Wow, that's awesome! You captured his "smile" and expression so well!


----------



## Bee (Feb 7, 2011)

That looks great ! awesome job !


----------



## MissC (Nov 15, 2010)

OMG! You even got his smile!!!


----------



## Nancy (Aug 22, 2008)

That's adorable. Good job!


----------



## rivoli256 (Mar 1, 2009)

YAY! that is fantastic! whoo-hoo!  all you awesome painters & people who can draw disgust me in the most wonderful of ways. :lol: you & PJM need to keep it up.


----------



## tie-dye hedgie (Dec 19, 2009)

Amazing!!! :mrgreen:


----------



## Hedgieonboard (Nov 15, 2009)

You did a great job  Niblet is such a cutie.


----------



## LarryT (May 12, 2009)

Awesome!  Thanks for sharing with us!


----------



## nibletsmom (Dec 20, 2010)

Thanks everyone for all the positive feedback.
I had such a great time creating and painting!
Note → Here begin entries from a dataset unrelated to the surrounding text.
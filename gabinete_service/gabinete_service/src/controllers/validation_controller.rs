/*
 * Copyright (c) Huawei Technologies Co., Ltd. 2025. All rights reserved.
 * Global Trust Authority is licensed under the Mulan PSL v2.
 * You can use this software according to the terms and conditions of the Mulan PSL v2.
 * You may obtain a copy of Mulan PSL v2 at:
 *     http://license.coscl.org.cn/MulanPSL2
 * THIS SOFTWARE IS PROVIDED ON AN "AS IS" BASIS, WITHOUT WARRANTIES OF ANY KIND, EITHER EXPRESS OR
 * IMPLIED, INCLUDING BUT NOT LIMITED TO NON-INFRINGEMENT, MERCHANTABILITY OR FIT FOR A PARTICULAR
 * PURPOSE.
 * See the Mulan PSL v2 for more details.
 */

use actix_web::{web, HttpResponse};
use demanda::entities::request_body::demanda_form::DemandaForm;
use demanda::validation::field_rules::{validate_full, validate_section, FormSection};
use serde::Deserialize;
use serde_json::json;
use crate::utils::response::error_body;

#[derive(Debug, Deserialize)]
pub struct ValidationQuery {
    secao: Option<String>,
}

/// POST /api/demandas/validacao?secao=<section>
///
/// Checks one form section, or the whole form including consent when no
/// section is given. Rule failures are reported in a 200 body.
pub async fn validate_demanda(query: web::Query<ValidationQuery>, form: web::Json<DemandaForm>) -> HttpResponse {
    let result = match query.secao.as_deref() {
        None | Some("") => validate_full(&form),
        Some(name) => match FormSection::from_name(name) {
            Some(section) => validate_section(&form, section),
            None => return HttpResponse::BadRequest().json(error_body(format!("Secao desconhecida: {}", name))),
        },
    };
    match result {
        Ok(()) => HttpResponse::Ok().json(json!({ "valid": true })),
        Err(errors) => HttpResponse::Ok().json(json!({ "valid": false, "errors": errors.0 })),
    }
}

#[cfg(test)]
mod tests {
    use super::*;
    use crate::routes::routes::configure_routes;
    use actix_web::{test, App};
    use serde_json::Value;

    #[actix_web::test]
    async fn test_section_validation_reports_only_that_section() {
        let app = test::init_service(App::new().configure(configure_routes)).await;
        let req = test::TestRequest::post()
            .uri("/api/demandas/validacao?secao=dados_pessoais")
            .set_json(json!({ "nome": "Ma", "email": "maria@x.com", "whatsapp": "41999990000", "nascimento": "01011990" }))
            .to_request();

        let body: Value = test::read_body_json(test::call_service(&app, req).await).await;

        assert_eq!(body["valid"], false);
        assert_eq!(body["errors"].as_object().unwrap().len(), 1);
        assert_eq!(body["errors"]["nome"], "Nome deve ter pelo menos 3 caracteres.");
    }

    #[actix_web::test]
    async fn test_full_validation_requires_consent() {
        let app = test::init_service(App::new().configure(configure_routes)).await;
        let req = test::TestRequest::post().uri("/api/demandas/validacao").set_json(json!({})).to_request();

        let body: Value = test::read_body_json(test::call_service(&app, req).await).await;

        assert_eq!(body["valid"], false);
        assert_eq!(body["errors"]["lgpd"], "Voce deve concordar com a Politica de Privacidade.");
    }

    #[actix_web::test]
    async fn test_consent_section_passes_when_accepted() {
        let app = test::init_service(App::new().configure(configure_routes)).await;
        let req = test::TestRequest::post()
            .uri("/api/demandas/validacao?secao=consentimento")
            .set_json(json!({ "lgpd": true }))
            .to_request();

        let body: Value = test::read_body_json(test::call_service(&app, req).await).await;

        assert_eq!(body, json!({ "valid": true }));
    }

    #[actix_web::test]
    async fn test_unknown_section_is_bad_request() {
        let app = test::init_service(App::new().configure(configure_routes)).await;
        let req = test::TestRequest::post()
            .uri("/api/demandas/validacao?secao=pagamento")
            .set_json(json!({}))
            .to_request();

        assert_eq!(test::call_service(&app, req).await.status().as_u16(), 400);
    }

    #[actix_web::test]
    async fn test_malformed_json_gets_error_body() {
        let app = test::init_service(App::new().configure(configure_routes)).await;
        let req = test::TestRequest::post()
            .uri("/api/demandas/validacao")
            .insert_header(("content-type", "application/json"))
            .set_payload("{\"nome\": ")
            .to_request();

        let res = test::call_service(&app, req).await;
        assert_eq!(res.status().as_u16(), 400);
        let body: Value = test::read_body_json(res).await;
        assert_eq!(body, json!({ "success": false, "error": "Corpo da requisicao invalido." }));
    }

    #[actix_web::test]
    async fn test_consent_accepts_checkbox_text() {
        let app = test::init_service(App::new().configure(configure_routes)).await;
        let req = test::TestRequest::post()
            .uri("/api/demandas/validacao?secao=consentimento")
            .set_json(json!({ "lgpd": "true" }))
            .to_request();

        let body: Value = test::read_body_json(test::call_service(&app, req).await).await;

        assert_eq!(body, json!({ "valid": true }));
    }
}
I recommend everyone create their own hedgie art! Its so much fun!


----------



## jdlover90 (Jun 14, 2010)

That's amazing! I think you captured Niblet quite well! :lol: 
It's so cute. Are you going to hang up this lovely painting of him? 
I totally would. Right in the living room for all to see. 
haha

Good job!


----------